The Messenger handles connections and generic messages. A message will be dispatched to any registered dispatchers via the ms_dispatch virtual method on the Dispatcher interface. The OSD class implements the Dispatcher interface. There are two high-level asynchronous traces described below. The first is the process of receiving, preparing, and queueing a request. The second is from the perspective of separate worker threads that dequeue requests to be processed.

Message Dispatch and Request Queuing #

The trace begins when a message is dispatched to the OSD:

  • bool OSD::ms_dispatch(Message *m)
    • src/osd/OSD.cc:4720

There are two paths that can be taken, both of which will arrive at OSD::dispatch_op.

  • void OSD::_dispatch(Message *m)
    • Construct a new OpRequest
    • src/osd/OSD.cc:4937
  • void OSD::do_waiters()
    • Grab an existing OpRequest
    • src/osd/OSD.cc:4840

Both _dispatch and do_waiters will then process a request:

  • void OSD::dispatch_op(OpRequestRef op)
    • src/osd/OSD.cc:4857
  • void OSD::handle_op(OpRequestRef op)
    • src/osd/OSD.cc:7352
  • void OSD::enqueue_op(PG *pg, OpRequestRef op)
    • src/osd/OSD.cc:7546
  • void PG::queue_op(OpRequestRef op)
    • src/osd/PG.cc:1707

The request is now living on a queue waiting to be picked up by a worker:

Request Processing #

The rough flow:

  • struct OpWQ: public ThreadPool::WorkQueueVal<pair<PGRef, OpRequestRef>, PGRef >
    • src/osd/OSD.h:1101
  • void OSD::OpWQ::_process(PGRef pg, ThreadPool::TPHandle &handle)
    • src/osd/OSD.cc:7604
  • void OSD::dequeue_op(PGRef pg, OpRequestRef op, ThreadPool::TPHandle &handle)
    • src/osd/OSD.cc:7643
  • void ReplicatedPG::do_request(OpRequestRef op, ThreadPool::TPHandle &handle)
    • src/osd/ReplicatedPG.cc:1080
  • void ReplicatedPG::do_op(OpRequestRef op)
    • src/osd/ReplicatedPG.cc:1191
  • void ReplicatedPG::execute_ctx(OpContext *ctx)
    • src/osd/ReplicatedPG.cc:1706

The following sub-trace shows the path taken to the actual logic behind a RADOS client write operation. All other client operations can be found down this path as well. For instance, CEPH_OSD_OP_WRITE is sibling to all other client operations in a large switch statement in do_osd_ops.

  • int ReplicatedPG::prepare_transaction(OpContext *ctx)
    • src/osd/ReplicatedPG.cc:5055
  • int ReplicatedPG::do_osd_ops(OpContext *ctx, vector& ops)
    • src/osd/ReplicatedPG.cc:2921
  • case CEPH_OSD_OP_WRITE
    • src/osd/ReplicatedPG.cc:3650

The accumulated transaction is submitted in issue_repop that will then call submit_transaction on the configured PGBackend (e.g. replication or erasure coding).
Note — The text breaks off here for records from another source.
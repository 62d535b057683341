//! The solver's input: a queue mapping package identity to desired op (§4.7).

use std::collections::BTreeMap;

use depot_core::PackageId;

/// An operation requested for a package identity.
#[derive(Debug, Clone, Copy, PartialEq, Eq, Hash)]
pub enum QueueOp {
    /// Install this identity.
    Install,
    /// Remove this identity.
    Remove,
    /// Remove then re-install this identity unchanged.
    Reinstall,
    /// Install this identity, replacing any other installed identity of the
    /// same name (same mechanics as `Install`; the distinction is intent).
    Upgrade,
    /// Re-satisfy this already-installed package's requirements without
    /// changing its own state.
    Fix,
    /// No change (equivalent to omission; accepted for symmetry with
    /// `Changeset`).
    Keep,
}

/// The solver's request: which packages should change state, and how.
pub type Queue = BTreeMap<PackageId, QueueOp>;
//! The cache: owns packages and relations, indexes them by name, and keeps
//! `providedby`/`requiredby` back-links closed (§4.4).

use std::sync::Arc;

use depot_core::{
    Depends, Identity, LoadSink, Loader, LoaderId, Package, PackageId, Provides, Result, Version,
};
use smallvec::SmallVec;

use crate::entries::{DependsEntry, DependsId, DependsKind, NameIndex, ProvidesEntry, ProvidesId};

/// `(name, version.canonical_key(), tag)` — the canonical key, not the raw
/// version string, so loaders declaring the same identity with differently
/// spelled but version-equal strings (`"1.0"` vs `"0:1.0"`) merge.
type IdentityKey = (String, String, String);

/// Owns the full set of known packages and their deduplicated relations.
///
/// Mutated only by [`Cache::load`] / [`Cache::unload`]; the solver holds only
/// a shared reference to it for the duration of resolution.
#[derive(Debug, Default)]
pub struct Cache {
    packages: Vec<Option<Package>>,
    identity_index: std::collections::HashMap<IdentityKey, PackageId, ahash::RandomState>,
    name_index: NameIndex<PackageId>,

    provides_entries: Vec<ProvidesEntry>,
    depends_entries: Vec<DependsEntry>,

    provides_by_name: NameIndex<ProvidesId>,
    requires_by_name: NameIndex<DependsId>,
    conflicts_by_name: NameIndex<DependsId>,
    obsoletes_by_name: NameIndex<DependsId>,

    loaders: Vec<Box<dyn Loader>>,
}

impl Cache {
    /// Creates an empty cache.
    #[must_use]
    pub fn new() -> Self {
        Self::default()
    }

    /// Registers a loader, assigning it a stable [`LoaderId`]. The loader is
    /// not driven until the next [`Cache::load`].
    pub fn register_loader(&mut self, mut loader: Box<dyn Loader>) -> LoaderId {
        let id = LoaderId(self.loaders.len() as u32);
        loader.set_id(id);
        self.loaders.push(loader);
        id
    }

    /// Drives every registered loader's `load`, then rebuilds back-links.
    /// Idempotent: re-running with loaders backed by the same store produces
    /// the same cache state (identities merge rather than duplicate).
    pub fn load(&mut self) -> Result<()> {
        let mut loaders = std::mem::take(&mut self.loaders);
        for loader in &mut loaders {
            loader.load(self)?;
        }
        self.loaders = loaders;
        self.link_deps();
        Ok(())
    }

    /// Unloads every registered loader, detaching their packages and
    /// destroying any package left with no owning loader.
    pub fn unload(&mut self) {
        let ids: Vec<LoaderId> = self.loaders.iter().filter_map(Loader::id).collect();
        let mut loaders = std::mem::take(&mut self.loaders);
        for loader in &mut loaders {
            loader.unload();
        }
        self.loaders = loaders;
        for id in ids {
            self.detach_loader(id);
        }
        self.link_deps();
    }

    /// Detaches a single loader's packages without driving any loader
    /// callback, e.g. to reload one channel in isolation.
    pub fn unload_loader(&mut self, loader: LoaderId) {
        self.detach_loader(loader);
        self.link_deps();
    }

    fn detach_loader(&mut self, loader: LoaderId) {
        let mut destroyed = Vec::new();
        for slot in &mut self.packages {
            if let Some(pkg) = slot {
                if pkg.remove_loader(loader) {
                    destroyed.push(pkg.id());
                }
            }
        }
        for id in destroyed {
            if let Some(pkg) = self.packages[id.0 as usize].take() {
                if let Some(names) = self.name_index.get_mut(&Arc::<str>::from(pkg.name())) {
                    names.retain(|p| *p != id);
                }
                self.identity_index.retain(|_, v| *v != id);
                self.prune_relations_for(id);
            }
        }
    }

    fn prune_relations_for(&mut self, id: PackageId) {
        for entry in &mut self.provides_entries {
            entry.packages.retain(|p| *p != id);
        }
        for entry in &mut self.depends_entries {
            entry.packages.retain(|p| *p != id);
        }
    }

    /// All known packages, or only those named `name`.
    pub fn get_packages(&self, name: Option<&str>) -> impl Iterator<Item = &Package> + '_ {
        match name {
            Some(name) => {
                let ids: &[PackageId] = self.name_index.get(name).map_or(&[], Vec::as_slice);
                Box::new(ids.iter().filter_map(|id| self.packages[id.0 as usize].as_ref()))
                    as Box<dyn Iterator<Item = &Package> + '_>
            }
            None => Box::new(self.packages.iter().filter_map(Option::as_ref)),
        }
    }

    /// A single package by its stable id.
    #[must_use]
    pub fn package(&self, id: PackageId) -> Option<&Package> {
        self.packages.get(id.0 as usize).and_then(Option::as_ref)
    }

    /// Indexed Provides entries, optionally filtered by name.
    pub fn get_provides(&self, name: Option<&str>) -> impl Iterator<Item = &ProvidesEntry> + '_ {
        self.provides_by(name)
    }

    /// Indexed Requires entries, optionally filtered by name.
    pub fn get_requires(&self, name: Option<&str>) -> impl Iterator<Item = &DependsEntry> + '_ {
        self.depends_by(name, DependsKind::Requires)
    }

    /// Indexed Conflicts entries, optionally filtered by name.
    pub fn get_conflicts(&self, name: Option<&str>) -> impl Iterator<Item = &DependsEntry> + '_ {
        self.depends_by(name, DependsKind::Conflicts)
    }

    /// Indexed Obsoletes entries, optionally filtered by name.
    pub fn get_obsoletes(&self, name: Option<&str>) -> impl Iterator<Item = &DependsEntry> + '_ {
        self.depends_by(name, DependsKind::Obsoletes)
    }

    /// A single Provides entry by id.
    #[must_use]
    pub fn provides_entry(&self, id: ProvidesId) -> Option<&ProvidesEntry> {
        self.provides_entries.get(id.0 as usize)
    }

    /// A single Requires/Conflicts/Obsoletes entry by id.
    #[must_use]
    pub fn depends_entry(&self, id: DependsId) -> Option<&DependsEntry> {
        self.depends_entries.get(id.0 as usize)
    }

    fn intern_provides(&mut self, package: PackageId, provides: Provides) -> ProvidesId {
        let name: Arc<str> = Arc::from(provides.name());
        if let Some(ids) = self.provides_by_name.get(&name) {
            for &pid in ids {
                if self.provides_entries[pid.0 as usize].value == provides {
                    let entry = &mut self.provides_entries[pid.0 as usize];
                    if !entry.packages.contains(&package) {
                        entry.packages.push(package);
                    }
                    return pid;
                }
            }
        }
        let id = ProvidesId(self.provides_entries.len() as u32);
        let mut packages = SmallVec::new();
        packages.push(package);
        self.provides_entries.push(ProvidesEntry { value: provides, packages, requiredby: SmallVec::new() });
        self.provides_by_name.entry(name).or_default().push(id);
        id
    }

    fn intern_depends(&mut self, package: PackageId, depends: Depends, kind: DependsKind) -> DependsId {
        let name: Arc<str> = Arc::from(depends.name());
        let by_name = self.by_name_map_mut(kind);
        if let Some(ids) = by_name.get(&name) {
            for &did in ids {
                if self.depends_entries[did.0 as usize].value == depends {
                    let entry = &mut self.depends_entries[did.0 as usize];
                    if !entry.packages.contains(&package) {
                        entry.packages.push(package);
                    }
                    return did;
                }
            }
        }
        let id = DependsId(self.depends_entries.len() as u32);
        let mut packages = SmallVec::new();
        packages.push(package);
        self.depends_entries.push(DependsEntry { value: depends, kind, packages, providedby: SmallVec::new() });
        self.by_name_map_mut(kind).entry(name).or_default().push(id);
        id
    }

    fn by_name_map_mut(&mut self, kind: DependsKind) -> &mut NameIndex<DependsId> {
        match kind {
            DependsKind::Requires => &mut self.requires_by_name,
            DependsKind::Conflicts => &mut self.conflicts_by_name,
            DependsKind::Obsoletes => &mut self.obsoletes_by_name,
        }
    }

    fn by_name_map(&self, kind: DependsKind) -> &NameIndex<DependsId> {
        match kind {
            DependsKind::Requires => &self.requires_by_name,
            DependsKind::Conflicts => &self.conflicts_by_name,
            DependsKind::Obsoletes => &self.obsoletes_by_name,
        }
    }

    /// Rebuilds every `providedby`/`requiredby` back-link from scratch.
    /// Called internally after `load`/`unload`; safe to call directly in
    /// tests that mutate the cache's arenas through the `LoadSink` API
    /// without going through a full reload.
    pub fn link_deps(&mut self) {
        for entry in &mut self.provides_entries {
            entry.requiredby.clear();
        }
        for entry in &mut self.depends_entries {
            entry.providedby.clear();
        }
        for di in 0..self.depends_entries.len() {
            let name: Arc<str> = Arc::from(self.depends_entries[di].value.name());
            let value = self.depends_entries[di].value.clone();
            let Some(pids) = self.provides_by_name.get(&name).cloned() else { continue };
            for pid in pids {
                if value.matches(&self.provides_entries[pid.0 as usize].value) {
                    self.depends_entries[di].providedby.push(pid);
                    self.provides_entries[pid.0 as usize].requiredby.push(DependsId(di as u32));
                }
            }
        }
    }
}

impl LoadSink for Cache {
    fn declare_package(
        &mut self,
        loader: LoaderId,
        name: &str,
        version: &str,
        tag: &str,
        installed: bool,
    ) -> Result<PackageId> {
        let parsed_version = Version::parse(version)?;
        let key: IdentityKey = (name.to_string(), parsed_version.canonical_key(), tag.to_string());
        if let Some(&id) = self.identity_index.get(&key) {
            if let Some(pkg) = self.packages[id.0 as usize].as_mut() {
                pkg.add_loader(loader, installed);
            }
            return Ok(id);
        }
        let id = PackageId(self.packages.len() as u32);
        let identity = Identity::new(name, parsed_version, tag);
        let mut pkg = Package::new(id, identity);
        pkg.add_loader(loader, installed);
        self.packages.push(Some(pkg));
        self.identity_index.insert(key, id);
        self.name_index.entry(Arc::from(name)).or_default().push(id);
        Ok(id)
    }

    fn add_provides(&mut self, package: PackageId, provides: Provides) {
        if let Some(pkg) = self.packages[package.0 as usize].as_mut() {
            pkg.add_provides(provides.clone());
        }
        self.intern_provides(package, provides);
    }

    fn add_requires(&mut self, package: PackageId, depends: Depends) {
        if let Some(pkg) = self.packages[package.0 as usize].as_mut() {
            pkg.add_requires(depends.clone());
        }
        self.intern_depends(package, depends, DependsKind::Requires);
    }

    fn add_conflicts(&mut self, package: PackageId, depends: Depends) {
        if let Some(pkg) = self.packages[package.0 as usize].as_mut() {
            pkg.add_conflicts(depends.clone());
        }
        self.intern_depends(package, depends, DependsKind::Conflicts);
    }

    fn add_obsoletes(&mut self, package: PackageId, depends: Depends) {
        if let Some(pkg) = self.packages[package.0 as usize].as_mut() {
            pkg.add_obsoletes(depends.clone());
        }
        self.intern_depends(package, depends, DependsKind::Obsoletes);
    }
}

// Typed wrappers over the generic-by-name lookup, since trait objects over
// `ProvidesEntry`/`DependsEntry` can't share one generic helper without
// boxing the iterator on every call.
impl Cache {
    fn provides_by(&self, name: Option<&str>) -> Box<dyn Iterator<Item = &ProvidesEntry> + '_> {
        match name {
            Some(name) => {
                let ids: &[ProvidesId] = self.provides_by_name.get(name).map_or(&[], Vec::as_slice);
                Box::new(ids.iter().map(move |id| &self.provides_entries[id.0 as usize]))
            }
            None => Box::new(self.provides_entries.iter()),
        }
    }

    fn depends_by(&self, name: Option<&str>, kind: DependsKind) -> Box<dyn Iterator<Item = &DependsEntry> + '_> {
        let by_name = self.by_name_map(kind);
        match name {
            Some(name) => {
                let ids: &[DependsId] = by_name.get(name).map_or(&[], Vec::as_slice);
                Box::new(ids.iter().map(move |id| &self.depends_entries[id.0 as usize]))
            }
            None => Box::new(self.depends_entries.iter().filter(move |e| e.kind == kind)),
        }
    }
}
The backend will communicate with replicas as well as run the transaction against the local object store.

  • void ReplicatedPG::issue_repop(RepGather *repop, utime_t now)
    • src/osd/ReplicatedPG.cc:6660
  • virtual void submit_transaction(
    • src/osd/PGBackend.h:490

The local object store (e.g. FileStore or BlueStore) is what manages the underlying storage hardware.